Shanghai (Gasgoo)- Sebuah proyek besar rantai industri nikel dan baterai yang didukung oleh konsorsium yang terdiri dari anak perusahaan CATL, Contemporary Brunp Lygend ("CBL"), perusahaan pertambangan milik negara Indonesia, ANTAM, dan perusahaan baterai nasional, IBC, telah secara resmi dimulai di Indonesia, menurut sebuah postingan di akun WeChat CATL.
Dengan total investasi yang diproyeksikan mencapai hampir 6 miliar dolar AS, proyek ini bertujuan untuk mendukung produksi baterai yang cukup untuk 200.000 hingga 300.000 kendaraan listrik setiap tahunnya, dengan rencana untuk memperluas ke sektor penyimpanan energi.
Meliputi area seluas lebih dari 2.000 hektar, proyek ini mencakup pertambangan nikel, operasi peleburan, produksi bahan baterai, dan daur ulang baterai di Halmahera Timur, Maluku Utara, serta fasilitas pembuatan baterai di Karawang, Jawa Barat.
Fase pertama pabrik baterai Karawang dirancang dengan kapasitas tahunan sebesar 6,9 GWh. Dibangun sesuai dengan standar Pabrik Lighthouse CATL, pabrik ini akan memanfaatkan teknologi canggih termasuk AI, 5G, dan sistem kembar digital untuk menghasilkan produk baterai berkualitas tinggi dan mempercepat transisi Indonesia menuju mobilitas listrik dan energi bersih.

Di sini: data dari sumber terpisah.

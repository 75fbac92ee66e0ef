use super::{FeedbackMessageType, ReceptionReport, ReportList, RtcpHeader, RtcpPacket};
use super::{RtcpType, Ssrc};

/// A report of packets sent.
#[derive(Debug, Clone, PartialEq, Eq)]
pub struct SenderReport {
    /// Information about the sender of this report.
    pub sender_info: SenderInfo,
    /// A sender report may also carry reception report blocks.
    pub reports: ReportList<ReceptionReport>,
}

/// The sender info block of an SR. See RFC 3550 6.4.1.
///
/// The NTP timestamp is kept as the raw 64-bit wire value. Mapping to and
/// from wall clock happens in the stream layer.
#[derive(Debug, Clone, Copy, PartialEq, Eq)]
pub struct SenderInfo {
    /// SSRC of the SR originator.
    pub ssrc: Ssrc,
    /// 64-bit NTP timestamp (32.32 fixed point seconds since 1900).
    pub ntp_time: u64,
    /// RTP timestamp corresponding to the NTP timestamp.
    pub rtp_time: u32,
    /// Total packets sent when the report was generated.
    pub sender_packet_count: u32,
    /// Total payload octets sent when the report was generated.
    pub sender_octet_count: u32,
}

impl SenderInfo {
    /// The middle 32 bits of the NTP timestamp, as referenced by the
    /// LSR field of reception reports.
    pub fn ntp_mid32(&self) -> u32 {
        (self.ntp_time >> 16) as u32
    }

    fn write_to(&self, buf: &mut [u8]) {
        buf[..4].copy_from_slice(&self.ssrc.to_be_bytes());
        buf[4..12].copy_from_slice(&self.ntp_time.to_be_bytes());
        buf[12..16].copy_from_slice(&self.rtp_time.to_be_bytes());
        buf[16..20].copy_from_slice(&self.sender_packet_count.to_be_bytes());
        buf[20..24].copy_from_slice(&self.sender_octet_count.to_be_bytes());
    }
}

impl RtcpPacket for SenderReport {
    fn header(&self) -> RtcpHeader {
        RtcpHeader {
            rtcp_type: RtcpType::SenderReport,
            feedback_message_type: FeedbackMessageType::ReceptionReport(self.reports.len() as u8),
            words_less_one: (self.length_words() - 1) as u16,
        }
    }

    fn length_words(&self) -> usize {
        // header: 1, sender info: 6, reports: 6 each
        1 + 6 + 6 * self.reports.len()
    }

    fn write_to(&self, buf: &mut [u8]) -> usize {
        self.header().write_to(buf);
        self.sender_info.write_to(&mut buf[4..]);

        for (i, r) in self.reports.iter().enumerate() {
            r.write_to(&mut buf[28 + i * 24..]);
        }

        self.length_words() * 4
    }
}

impl<'a> TryFrom<&'a [u8]> for SenderReport {
    type Error = &'static str;

    fn try_from(buf: &'a [u8]) -> Result<Self, Self::Error> {
        let sender_info: SenderInfo = buf.try_into()?;

        let mut reports = ReportList::new();
        let mut buf = &buf[24..];

        let count = (buf.len() / 24).min(31);

        for _ in 0..count {
            reports.push(buf.try_into()?);
            buf = &buf[24..];
        }

        Ok(SenderReport {
            sender_info,
            reports,
        })
    }
}

impl<'a> TryFrom<&'a [u8]> for SenderInfo {
    type Error = &'static str;

    fn try_from(buf: &'a [u8]) -> Result<Self, Self::Error> {
        if buf.len() < 24 {
            return Err("Less than 24 bytes for SenderInfo");
        }

        let ssrc = u32::from_be_bytes([buf[0], buf[1], buf[2], buf[3]]).into();
        let ntp_time = u64::from_be_bytes([
            buf[4], buf[5], buf[6], buf[7], buf[8], buf[9], buf[10], buf[11],
        ]);
        let rtp_time = u32::from_be_bytes([buf[12], buf[13], buf[14], buf[15]]);
        let sender_packet_count = u32::from_be_bytes([buf[16], buf[17], buf[18], buf[19]]);
        let sender_octet_count = u32::from_be_bytes([buf[20], buf[21], buf[22], buf[23]]);

        Ok(SenderInfo {
            ssrc,
            ntp_time,
            rtp_time,
            sender_packet_count,
            sender_octet_count,
        })
    }
}
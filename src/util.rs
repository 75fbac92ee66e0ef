use std::time::{Duration, Instant};

use once_cell::sync::Lazy;

/// An `Instant` in the past, usable as "before anything we will compare to".
pub(crate) fn already_happened() -> Instant {
    const HOURS_1: Duration = Duration::from_secs(60 * 60);
    static PAST: Lazy<Instant> = Lazy::new(|| Instant::now().checked_sub(HOURS_1).unwrap());
    *PAST
}

pub(crate) trait Soonest {
    fn soonest(self, other: Self) -> Self;
}

impl Soonest for Option<Instant> {
    fn soonest(self, other: Self) -> Self {
        match (self, other) {
            (Some(a), Some(b)) => Some(a.min(b)),
            (Some(a), None) => Some(a),
            (None, b) => b,
        }
    }
}

/// Milliseconds since the crate-wide time anchor.
///
/// Several wire formats (abs-send-time, transport-wide feedback reference
/// time) want absolute millisecond timestamps. We derive them from a fixed
/// anchor so they are stable within the process.
pub(crate) fn epoch_millis(now: Instant) -> u64 {
    now.duration_since(already_happened()).as_millis() as u64
}

// Arbitrary NTP era anchor. RTCP only ever compares NTP values produced
// within the same process, so the absolute value does not matter.
const NTP_BASE_SECS: u64 = 3_900_000_000;

/// Duration since the NTP epoch for `now`.
pub(crate) fn ntp_now(now: Instant) -> Duration {
    Duration::from_secs(NTP_BASE_SECS) + now.duration_since(already_happened())
}

/// The 64 bit NTP timestamp (32.32 fixed point) for `now`.
pub(crate) fn ntp_64(now: Instant) -> u64 {
    let d = ntp_now(now);
    let frac = (d.subsec_nanos() as u64) << 32;
    (d.as_secs() << 32) | (frac / 1_000_000_000)
}

/// Round trip time from RTCP report fields per RFC 3550 6.4.1.
///
/// * `ntp_now` NTP time of the report arrival (duration since NTP epoch).
/// * `last_sr` middle 32 bits of the NTP timestamp of the last SR.
/// * `delay` delay since last SR in 1/65536 seconds.
pub(crate) fn calculate_rtt_ms(ntp_now: Duration, last_sr: u32, delay: u32) -> Option<f32> {
    let now_secs = ntp_now.as_secs() as u32;
    let now_frac = ((ntp_now.subsec_nanos() as u64 * u32::MAX as u64) / 1_000_000_000) as u32;
    let now = (now_secs << 16) | (now_frac >> 16);

    let rtt = now.checked_sub(delay)?.checked_sub(last_sr)?;

    let secs = rtt >> 16;
    let frac = (rtt & 0xffff) as f32 / 65_536.0;

    Some(secs as f32 * 1000.0 + frac * 1000.0)
}

#[cfg(test)]
mod test {
    use super::*;

    #[test]
    fn anchors_are_stable() {
        assert_eq!(already_happened(), already_happened());
        assert!(already_happened() < Instant::now());
    }

    #[test]
    fn soonest_picks_minimum() {
        let now = Instant::now();
        let later = now + Duration::from_secs(1);
        assert_eq!(Some(now).soonest(Some(later)), Some(now));
        assert_eq!(None.soonest(Some(later)), Some(later));
        assert_eq!(Some(now).soonest(None), Some(now));
        assert_eq!(None.soonest(None), None);
    }

    #[test]
    fn rtt_from_report_fields() {
        // 5 seconds of network round trip, expressed in NTP 16.16.
        let ntp_now = Duration::from_secs(50_000);
        let last_sr = ((49_990u32) << 16) | 0;
        let delay = 5 << 16;

        let rtt = calculate_rtt_ms(ntp_now, last_sr, delay).unwrap();
        assert!((rtt - 5000.0).abs() < 1.0);
    }
}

Li Ping, salah satu pendiri dan Wakil Ketua CATL, mencatat bahwa proyek ini mengintegrasikan seluruh siklus hidup baterai—mulai dari ekstraksi dan pengolahan bahan baku hingga pembuatan dan daur ulang—menciptakan rantai nilai tertutup. "Inisiatif ini akan memberikan momentum yang kuat bagi transformasi ekonomi hijau Indonesia dan pencapaian emisi karbon bersih nol," katanya.
CATL juga akan menerapkan Teknologi Daur Ulang Berarah (DRT), yang dikembangkan oleh anak perusahaan daur ulangnya, Brunp, untuk membantu membangun ekonomi sirkular energi terbarukan pertama di Indonesia. Proyek ini menggabungkan sumber energi terbarukan dan teknologi canggih untuk mencapai konsumsi energi yang sangat rendah dan tingkat pemulihan logam yang melebihi 95%. Setelah beroperasi penuh, proyek ini diharapkan dapat menghasilkan 142.000 ton nikel dan 30.000 ton bahan katoda setiap tahunnya, serta memproses hingga 20.000 ton baterai bekas.
Presiden Indonesia Prabowo Subianto, yang hadir dalam upacara peletakan batu pertama, menyebut proyek ini sebagai kolaborasi penting yang memiliki signifikansi global. "Ini adalah usaha monumental yang akan memberikan manfaat bagi semua pihak yang terlibat dan membantu menghasilkan energi terbarukan dan ramah lingkungan yang dicari dunia," katanya. Menurut perkiraan pemerintah Indonesia, proyek ini akan menciptakan 8.000 lapangan kerja langsung dan 35.000 lapangan kerja tidak langsung setelah beroperasi penuh.